Stored data
++++
//! # Rhythmic Tensors
//!
//! Timing half of the algebra: a [`Hit`] is one onset/duration pair, a
//! [`Rhythm`] is the set of hits of one voice, and a [`Texture`] is the ordered
//! list of rhythms, one per voice.
//!
//! ## Time Unit
//! All times are exact [`Time`] rationals measured in whole notes, so a
//! quarter note lasts `1/4`. Onsets may be negative (pickup notes).
//! Numerators and denominators are arbitrary precision, so sums of times
//! with large coprime denominators never overflow.
//!
//! ## Texture Algebra
//! - `a + b` stacks voices: `a.rhythms ++ b.rhythms`, no time shift.
//! - `a - b` plays `b` after `a`: every rhythm of `b` is shifted by
//!   `a.endpoint()` and appended as a *new* voice. Voices are never merged by
//!   index.
//!
//! ```rust
//! use harmtex::{time, Hit, Rhythm, Texture};
//!
//! let bar = Texture::new(vec![Rhythm::from_single(Hit::new(time(0, 1), time(1, 4)))]);
//! let two_bars = bar.clone() - bar;
//!
//! assert_eq!(two_bars.len(), 2);
//! assert_eq!(two_bars.endpoint(), time(1, 2));
//! ```

use std::collections::BTreeSet;
use std::fmt;
use std::ops::{Add, Sub};

use num_rational::BigRational;
use serde::{Deserialize, Serialize};

use crate::error::{HarmtexError, Result};

/// Exact onset/duration value, in whole notes.
pub type Time = BigRational;

/// Shorthand for `numer / denom` as a [`Time`].
///
/// Panics if `denom` is zero; use [`parse_time`] for untrusted input.
pub fn time(numer: i64, denom: i64) -> Time {
    Time::new(numer.into(), denom.into())
}

/// Parse a rational literal such as `"3/8"`, `"-1/8"` or `"2"`.
pub fn parse_time(literal: &str) -> Result<Time> {
    literal
        .trim()
        .parse::<Time>()
        .map_err(|_| HarmtexError::InvalidTime(literal.to_string()))
}

/// Serde adapter writing a [`Time`] as its `"n/d"` literal.
pub(crate) mod time_literal {
    use serde::{Deserialize, Deserializer, Serializer};

    use super::Time;

    pub fn serialize<S: Serializer>(time: &Time, serializer: S) -> Result<S::Ok, S::Error> {
        serializer.collect_str(time)
    }

    pub fn deserialize<'de, D: Deserializer<'de>>(deserializer: D) -> Result<Time, D::Error> {
        let literal = String::deserialize(deserializer)?;
        super::parse_time(&literal).map_err(serde::de::Error::custom)
    }
}

/// A single rhythmic event: when a voice starts sounding and for how long.
#[derive(Debug, Clone, PartialEq, Eq, Hash, PartialOrd, Ord, Serialize, Deserialize)]
pub struct Hit {
    #[serde(with = "time_literal")]
    pub onset: Time,
    #[serde(with = "time_literal")]
    pub duration: Time,
}

impl Hit {
    pub fn new(onset: Time, duration: Time) -> Self {
        Self { onset, duration }
    }

    /// Build a hit from two rational literals, e.g. `Hit::parse("1/8", "1/8")`.
    pub fn parse(onset: &str, duration: &str) -> Result<Self> {
        Ok(Self::new(parse_time(onset)?, parse_time(duration)?))
    }

    pub fn end(&self) -> Time {
        &self.onset + &self.duration
    }

    pub fn shift(&self, offset: &Time) -> Self {
        Self::new(&self.onset + offset, self.duration.clone())
    }
}

impl fmt::Display for Hit {
    fn fmt(&self, f: &mut fmt::Formatter<'_>) -> fmt::Result {
        write!(f, "({}, {})", self.onset, self.duration)
    }
}

/// The deduplicated set of hits played by one voice.
#[derive(Debug, Clone, Default, PartialEq, Eq, Hash, PartialOrd, Ord, Serialize, Deserialize)]
pub struct Rhythm {
    hits: BTreeSet<Hit>,
}

impl Rhythm {
    pub fn new(hits: impl IntoIterator<Item = Hit>) -> Self {
        Self {
            hits: hits.into_iter().collect(),
        }
    }

    pub fn from_single(hit: Hit) -> Self {
        Self::new([hit])
    }

    /// The rhythm substituted for an omitted texture: one hit `(0, 1)`.
    pub fn unit() -> Self {
        Self::from_single(Hit::new(time(0, 1), time(1, 1)))
    }

    pub fn hits(&self) -> impl Iterator<Item = &Hit> {
        self.hits.iter()
    }

    pub fn len(&self) -> usize {
        self.hits.len()
    }

    pub fn is_empty(&self) -> bool {
        self.hits.is_empty()
    }

    pub fn contains(&self, hit: &Hit) -> bool {
        self.hits.contains(hit)
    }

    pub fn shift(&self, offset: &Time) -> Self {
        Self::new(self.hits.iter().map(|hit| hit.shift(offset)))
    }

    /// Latest `onset + duration` of any hit, if there is one.
    pub fn endpoint(&self) -> Option<Time> {
        self.hits.iter().map(Hit::end).max()
    }
}

impl FromIterator<Hit> for Rhythm {
    fn from_iter<I: IntoIterator<Item = Hit>>(iter: I) -> Self {
        Self::new(iter)
    }
}

impl Add<Time> for Rhythm {
    type Output = Rhythm;

    fn add(self, offset: Time) -> Rhythm {
        self.shift(&offset)
    }
}

impl fmt::Display for Rhythm {
    fn fmt(&self, f: &mut fmt::Formatter<'_>) -> fmt::Result {
        let hits: Vec<String> = self.hits.iter().map(|h| h.to_string()).collect();
        write!(f, "{{{}}}", hits.join(", "))
    }
}

/// Ordered rhythms, one per voice.
#[derive(Debug, Clone, Default, PartialEq, Eq, Hash, Serialize, Deserialize)]
pub struct Texture {
    rhythms: Vec<Rhythm>,
}

impl Texture {
    pub fn new(rhythms: Vec<Rhythm>) -> Self {
        Self { rhythms }
    }

    pub fn from_single(rhythm: Rhythm) -> Self {
        Self::new(vec![rhythm])
    }

    /// `voices` copies of [`Rhythm::unit`].
    pub fn unit(voices: usize) -> Self {
        Self::new(vec![Rhythm::unit(); voices])
    }

    pub fn rhythms(&self) -> &[Rhythm] {
        &self.rhythms
    }

    pub fn len(&self) -> usize {
        self.rhythms.len()
    }

    pub fn is_empty(&self) -> bool {
        self.rhythms.is_empty()
    }

    /// Maximum `onset + duration` over every hit of every voice; zero when
    /// there are no hits at all.
    pub fn endpoint(&self) -> Time {
        self.rhythms
            .iter()
            .filter_map(Rhythm::endpoint)
            .fold(time(0, 1), |acc, end| acc.max(end))
    }

    pub fn shift(&self, offset: &Time) -> Self {
        Self::new(self.rhythms.iter().map(|r| r.shift(offset)).collect())
    }

    pub(crate) fn truncate(&mut self, len: usize) {
        self.rhythms.truncate(len);
    }
}

impl FromIterator<Rhythm> for Texture {
    fn from_iter<I: IntoIterator<Item = Rhythm>>(iter: I) -> Self {
        Self::new(iter.into_iter().collect())
    }
}

/// Voice stacking.
impl Add for Texture {
    type Output = Texture;

    fn add(mut self, other: Texture) -> Texture {
        self.rhythms.extend(other.rhythms);
        self
    }
}

/// Concatenation in time: `other` is shifted to start at `self.endpoint()`
/// and appended as additional voices.
impl Sub for Texture {
    type Output = Texture;

    fn sub(mut self, other: Texture) -> Texture {
        let offset = self.endpoint();
        self.rhythms
            .extend(other.rhythms.into_iter().map(|r| r.shift(&offset)));
        self
    }
}

impl fmt::Display for Texture {
    fn fmt(&self, f: &mut fmt::Formatter<'_>) -> fmt::Result {
        let rhythms: Vec<String> = self.rhythms.iter().map(|r| r.to_string()).collect();
        write!(f, "[{}]", rhythms.join(", "))
    }
}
++++
** Required work **
Of the lines above, extract only those from the line with "pub fn contains(&self, hit: &Hit)" to the line with "impl FromIterator<Rhythm> for", both included, exactly as written.

** Written answer **
    pub fn contains(&self, hit: &Hit) -> bool {
        self.hits.contains(hit)
    }

    pub fn shift(&self, offset: &Time) -> Self {
        Self::new(self.hits.iter().map(|hit| hit.shift(offset)))
    }

    /// Latest `onset + duration` of any hit, if there is one.
    pub fn endpoint(&self) -> Option<Time> {
        self.hits.iter().map(Hit::end).max()
    }
}

impl FromIterator<Hit> for Rhythm {
    fn from_iter<I: IntoIterator<Item = Hit>>(iter: I) -> Self {
        Self::new(iter)
    }
}

impl Add<Time> for Rhythm {
    type Output = Rhythm;

    fn add(self, offset: Time) -> Rhythm {
        self.shift(&offset)
    }
}

impl fmt::Display for Rhythm {
    fn fmt(&self, f: &mut fmt::Formatter<'_>) -> fmt::Result {
        let hits: Vec<String> = self.hits.iter().map(|h| h.to_string()).collect();
        write!(f, "{{{}}}", hits.join(", "))
    }
}

/// Ordered rhythms, one per voice.
#[derive(Debug, Clone, Default, PartialEq, Eq, Hash, Serialize, Deserialize)]
pub struct Texture {
    rhythms: Vec<Rhythm>,
}

impl Texture {
    pub fn new(rhythms: Vec<Rhythm>) -> Self {
        Self { rhythms }
    }

    pub fn from_single(rhythm: Rhythm) -> Self {
        Self::new(vec![rhythm])
    }

    /// `voices` copies of [`Rhythm::unit`].
    pub fn unit(voices: usize) -> Self {
        Self::new(vec![Rhythm::unit(); voices])
    }

    pub fn rhythms(&self) -> &[Rhythm] {
        &self.rhythms
    }

    pub fn len(&self) -> usize {
        self.rhythms.len()
    }

    pub fn is_empty(&self) -> bool {
        self.rhythms.is_empty()
    }

    /// Maximum `onset + duration` over every hit of every voice; zero when
    /// there are no hits at all.
    pub fn endpoint(&self) -> Time {
        self.rhythms
            .iter()
            .filter_map(Rhythm::endpoint)
            .fold(time(0, 1), |acc, end| acc.max(end))
    }

    pub fn shift(&self, offset: &Time) -> Self {
        Self::new(self.rhythms.iter().map(|r| r.shift(offset)).collect())
    }

    pub(crate) fn truncate(&mut self, len: usize) {
        self.rhythms.truncate(len);
    }
}

impl FromIterator<Rhythm> for Texture {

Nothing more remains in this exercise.